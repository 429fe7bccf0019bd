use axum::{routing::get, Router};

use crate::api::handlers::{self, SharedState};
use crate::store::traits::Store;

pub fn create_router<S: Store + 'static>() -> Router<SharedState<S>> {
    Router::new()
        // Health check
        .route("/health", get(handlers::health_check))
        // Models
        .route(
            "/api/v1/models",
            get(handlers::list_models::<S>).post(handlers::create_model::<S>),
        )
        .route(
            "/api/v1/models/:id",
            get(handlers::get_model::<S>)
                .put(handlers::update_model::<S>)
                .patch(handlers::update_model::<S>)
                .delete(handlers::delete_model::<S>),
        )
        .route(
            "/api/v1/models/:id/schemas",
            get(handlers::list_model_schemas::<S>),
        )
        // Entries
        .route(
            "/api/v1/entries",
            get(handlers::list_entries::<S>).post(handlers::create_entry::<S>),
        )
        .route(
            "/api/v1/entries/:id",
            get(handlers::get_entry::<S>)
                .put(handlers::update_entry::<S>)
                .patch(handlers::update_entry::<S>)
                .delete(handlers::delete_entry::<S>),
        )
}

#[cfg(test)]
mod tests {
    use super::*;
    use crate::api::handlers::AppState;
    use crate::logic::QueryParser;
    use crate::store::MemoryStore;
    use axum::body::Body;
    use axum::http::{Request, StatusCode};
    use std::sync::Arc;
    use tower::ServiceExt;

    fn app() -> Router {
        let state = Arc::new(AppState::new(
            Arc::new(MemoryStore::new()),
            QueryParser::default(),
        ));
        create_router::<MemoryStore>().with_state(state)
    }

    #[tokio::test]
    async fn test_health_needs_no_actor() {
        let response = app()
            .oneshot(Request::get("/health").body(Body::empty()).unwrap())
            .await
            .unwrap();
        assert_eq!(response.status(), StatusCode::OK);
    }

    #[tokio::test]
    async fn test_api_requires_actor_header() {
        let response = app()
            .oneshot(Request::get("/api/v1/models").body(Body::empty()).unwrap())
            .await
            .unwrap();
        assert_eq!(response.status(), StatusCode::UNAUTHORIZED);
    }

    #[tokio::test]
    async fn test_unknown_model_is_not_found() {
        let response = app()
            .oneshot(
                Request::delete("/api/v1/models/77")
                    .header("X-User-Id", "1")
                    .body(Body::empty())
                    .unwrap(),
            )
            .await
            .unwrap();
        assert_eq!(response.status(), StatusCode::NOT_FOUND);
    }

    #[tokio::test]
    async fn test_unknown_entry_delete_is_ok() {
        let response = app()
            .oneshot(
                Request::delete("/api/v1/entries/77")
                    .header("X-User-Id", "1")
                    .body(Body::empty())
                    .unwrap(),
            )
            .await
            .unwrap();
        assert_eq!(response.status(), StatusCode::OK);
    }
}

* * *

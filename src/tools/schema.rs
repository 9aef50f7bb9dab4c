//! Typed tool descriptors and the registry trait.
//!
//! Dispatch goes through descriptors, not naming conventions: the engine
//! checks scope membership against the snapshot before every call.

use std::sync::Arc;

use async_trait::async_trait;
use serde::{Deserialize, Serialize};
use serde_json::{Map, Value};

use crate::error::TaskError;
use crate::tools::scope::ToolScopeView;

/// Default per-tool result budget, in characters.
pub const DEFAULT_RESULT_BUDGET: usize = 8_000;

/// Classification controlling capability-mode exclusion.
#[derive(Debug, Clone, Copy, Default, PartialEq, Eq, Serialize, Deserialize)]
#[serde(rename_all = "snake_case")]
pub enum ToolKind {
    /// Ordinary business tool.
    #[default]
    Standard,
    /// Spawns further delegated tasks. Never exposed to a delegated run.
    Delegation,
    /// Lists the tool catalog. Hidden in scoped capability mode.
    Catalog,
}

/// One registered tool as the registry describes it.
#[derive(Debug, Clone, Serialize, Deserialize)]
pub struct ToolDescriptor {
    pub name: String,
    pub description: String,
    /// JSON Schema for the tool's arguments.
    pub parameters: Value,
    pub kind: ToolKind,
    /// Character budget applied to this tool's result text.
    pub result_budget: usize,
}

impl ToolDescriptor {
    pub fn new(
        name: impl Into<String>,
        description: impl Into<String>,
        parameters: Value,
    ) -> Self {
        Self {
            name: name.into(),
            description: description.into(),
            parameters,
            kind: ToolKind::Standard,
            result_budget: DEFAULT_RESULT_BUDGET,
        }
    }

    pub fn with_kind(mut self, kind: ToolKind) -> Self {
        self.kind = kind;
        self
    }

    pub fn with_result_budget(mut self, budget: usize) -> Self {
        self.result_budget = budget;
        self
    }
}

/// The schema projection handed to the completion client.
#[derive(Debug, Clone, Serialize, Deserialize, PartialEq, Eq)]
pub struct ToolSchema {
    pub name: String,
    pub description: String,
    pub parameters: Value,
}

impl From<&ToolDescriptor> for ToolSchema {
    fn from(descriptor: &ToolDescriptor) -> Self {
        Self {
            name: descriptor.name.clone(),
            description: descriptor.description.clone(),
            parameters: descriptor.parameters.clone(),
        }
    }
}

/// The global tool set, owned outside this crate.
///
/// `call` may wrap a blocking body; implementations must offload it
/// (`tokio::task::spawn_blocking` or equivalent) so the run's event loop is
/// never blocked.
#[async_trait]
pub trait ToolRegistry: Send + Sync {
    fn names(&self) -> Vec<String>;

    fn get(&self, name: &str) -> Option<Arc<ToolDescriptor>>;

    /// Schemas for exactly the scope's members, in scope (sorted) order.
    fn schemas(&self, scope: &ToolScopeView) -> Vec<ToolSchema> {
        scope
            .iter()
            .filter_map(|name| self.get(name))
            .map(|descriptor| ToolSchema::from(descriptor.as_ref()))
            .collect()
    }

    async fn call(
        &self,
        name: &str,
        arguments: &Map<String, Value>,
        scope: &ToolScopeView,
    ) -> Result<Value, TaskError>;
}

* * *

Within the listing, count the lines that contain the word "Serialize", and give the count by itself.

4